The cabinet has approved an extension of the national production-linked incentive (PLI) scheme to include solar module manufacturing.
With an outlay of INR4500 crore, the policy is intended to incentivize manufacturers, including foreign firms, to build gigawatt scale, vertically integrated production facilities in India.
A cabinet statement about application of the program to solar module production, released yesterday, said manufacturers would be selected for incentives via competitive bidding, with cash to be disbursed in relation to high-efficiency panel sales for five years after the commissioning of manufacturing plants. The statement also said manufacturers would earn higher rewards for more efficient modules and local content but, if companies are required to bid to accept the lowest incentive payment levels, it was unclear how those two factors could be rewarded.
The government wants to incentivize the development of enough vertically-integrated factory capacity to produce 10 GW of solar panels per year, to generate investment–presumably private–of around INR17,200 crore in solar manufacturing.
The federal government said the scheme is likely to create demand for INR17,500-crore worth of ‘balance of materials’ components for solar systems.
Photovoltaic project installation in India is highly dependent upon imported cells and modules as domestic manufacturers have limited operational capacity.
Solar manufacturers lauded the cabinet decision to approve extension of the PLI scheme.
Hitesh Doshi, chairman and MD of module company Waaree Group, said the PLI program would give impetus to Indian solar manufacturers to increase production capacity which, in turn, would stimulate sectoral and economic growth.
“[The] solar sector is highly dependent on imports, which poses risks in supply-chain resilience,” said Doshi. “The PLI scheme will help India become self-sufficient and self-reliant. And, while it puts the spotlight on domestic manufacturers, it will also make the country a key global supplier. By diverting demand to India, the domestic manufacturers will get the much-needed confidence to invest in expanding capacity.
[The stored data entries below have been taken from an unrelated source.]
//! Append-only durable log file.
//!
//! The log is a single newline-delimited JSON file and is the only durability
//! guarantee the store makes. Appends open the file in append mode for the
//! duration of one write and sync it before returning; the shutdown rewrite goes
//! through a sibling temporary file and an atomic rename so a crash mid-flush
//! never leaves a half-written log behind.

use std::ffi::OsString;
use std::fs::{self, File, OpenOptions};
use std::io::{self, Write};
use std::path::{Path, PathBuf};

use crate::codec;
use crate::error::Error;
use crate::types::EventRecord;

/// Contents of the log file as read at recovery time.
#[derive(Debug, Default, PartialEq)]
pub struct LogContents {
    /// Terminated lines, without terminators, in file order.
    pub lines: Vec<Vec<u8>>,
    /// Byte length of the fully terminated prefix of the file.
    pub complete_len: u64,
    /// Total byte length of the file.
    pub total_len: u64,
}

impl LogContents {
    /// Returns `true` if the file ends with an unterminated segment.
    pub fn has_torn_tail(&self) -> bool {
        self.total_len > self.complete_len
    }
}

/// Handle to the on-disk log at a fixed path.
///
/// Holds no open file descriptor between operations: each call acquires the
/// file, performs its I/O and releases it.
#[derive(Debug, Clone)]
pub struct DurableLog {
    path: PathBuf,
}

impl DurableLog {
    /// Open the log at `path`, creating the containing directory and an empty
    /// file if either is missing.
    ///
    /// A newly created file is synced together with its directory entry.
    ///
    /// # Errors
    ///
    /// Returns [`Error::Io`] if the directory or file cannot be created or the
    /// file cannot be opened for reading and writing.
    pub fn open(path: &Path) -> Result<DurableLog, Error> {
        let path = path.to_path_buf();
        let parent = parent_dir(&path);

        if !parent.exists() {
            tracing::info!(dir = %parent.display(), "Creating data directory");
            fs::create_dir_all(&parent)?;
        }

        match OpenOptions::new()
            .read(true)
            .write(true)
            .create_new(true)
            .open(&path)
        {
            Ok(file) => {
                tracing::info!(path = %path.display(), "Creating log file");
                file.sync_all()?;
                fsync_dir(&parent)?;
            }
            Err(e) if e.kind() == io::ErrorKind::AlreadyExists => {
                // Existing log: make sure it is usable before replay starts.
                OpenOptions::new().read(true).write(true).open(&path)?;
            }
            Err(e) => return Err(e.into()),
        }

        Ok(DurableLog { path })
    }

    /// Path of the log file.
    pub fn path(&self) -> &Path {
        &self.path
    }

    /// Read the whole file and split it into terminated lines.
    ///
    /// # Errors
    ///
    /// Returns [`Error::Io`] if the file cannot be read.
    pub fn read_all(&self) -> Result<LogContents, Error> {
        let data = fs::read(&self.path)?;
        let framed = codec::split_lines(&data);
        Ok(LogContents {
            lines: framed.lines.into_iter().map(<[u8]>::to_vec).collect(),
            complete_len: framed.complete_len as u64,
            total_len: data.len() as u64,
        })
    }

    /// Append one record followed by the terminator and sync it to disk.
    ///
    /// The record is encoded before the file is touched, so an encoding failure
    /// leaves the log unchanged.
    ///
    /// # Returns
    ///
    /// The number of bytes appended.
    ///
    /// # Errors
    ///
    /// Returns [`Error::Serialization`] if the record cannot be encoded, or
    /// [`Error::Io`] if the file cannot be opened, written or synced.
    pub fn append_record(&self, record: &EventRecord) -> Result<u64, Error> {
        let line = codec::encode_record(record)?;
        let mut file = OpenOptions::new().append(true).open(&self.path)?;
        file.write_all(&line)?;
        file.sync_data()?;
        Ok(line.len() as u64)
    }

    /// Replace the whole log with `records`, in order.
    ///
    /// Writes to `<path>.tmp`, syncs it, renames it over the log and syncs the
    /// directory.
    ///
    /// # Errors
    ///
    /// Returns [`Error::Serialization`] if a record cannot be encoded, or
    /// [`Error::Io`] on any file system failure.
    pub fn rewrite_all<'a, I>(&self, records: I) -> Result<(), Error>
    where
        I: IntoIterator<Item = &'a EventRecord>,
    {
        let buf = codec::encode_records(records)?;
        let tmp_path = self.tmp_path();

        let mut tmp = File::create(&tmp_path)?;
        tmp.write_all(&buf)?;
        tmp.sync_all()?;
        drop(tmp);

        fs::rename(&tmp_path, &self.path)?;
        fsync_dir(&parent_dir(&self.path))?;
        Ok(())
    }

    /// Cut the file down to `len` bytes and sync it.
    ///
    /// Used at recovery to drop an unterminated tail.
    ///
    /// # Errors
    ///
    /// Returns [`Error::Io`] if the file cannot be opened or truncated.
    pub fn truncate(&self, len: u64) -> Result<(), Error> {
        let file = OpenOptions::new().write(true).open(&self.path)?;
        file.set_len(len)?;
        file.sync_all()?;
        Ok(())
    }

    /// Current byte length of the log file.
    ///
    /// # Errors
    ///
    /// Returns [`Error::Io`] if the metadata syscall fails.
    pub fn len_bytes(&self) -> Result<u64, Error> {
        Ok(fs::metadata(&self.path)?.len())
    }

    fn tmp_path(&self) -> PathBuf {
        let mut name = OsString::from(self.path.as_os_str());
        name.push(".tmp");
        PathBuf::from(name)
    }
}

/// Directory containing `path`; the current directory for bare file names.
fn parent_dir(path: &Path) -> PathBuf {
    match path.parent() {
        Some(parent) if !parent.as_os_str().is_empty() => parent.to_path_buf(),
        _ => PathBuf::from("."),
    }
}

/// Sync a directory so entries created or renamed in it survive a crash.
fn fsync_dir(dir: &Path) -> io::Result<()> {
    File::open(dir)?.sync_all()
}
It will make the sector more operational and accessible to foreign players and enable solar manufacturers to help government achieve its clean energy targets.”
More cash needed
The Waaree chief added, however, additional investment would be required to create an ‘ecosystem’ encompassing the complete demand and supply value chain.
Gyanesh Chaudhary, MD of rival module maker Vikram Solar, said approval of the PLI scheme reiterated the government’s intent to use policy to support an ‘atmanirbhar Bharat’ [self-reliant India]. Chaudhary said the PLI policy would boost domestic manufacturing and job creation, attract investment and reduce solar imports, leaving the nation poised to become a renewable energy manufacturing hub.
Vineet Mittal, chairman of solar developer Avaada Group, described the policy as a huge boost for domestic module manufacturers. “The budget outlay will certainly provide a fresh burst to R&D, that will ultimately help in adding solar capacity more cost-effectively,” he said. “This step has the potential to reduce dependence on imported PV and make the solar energy sector truly atmanirbhar.”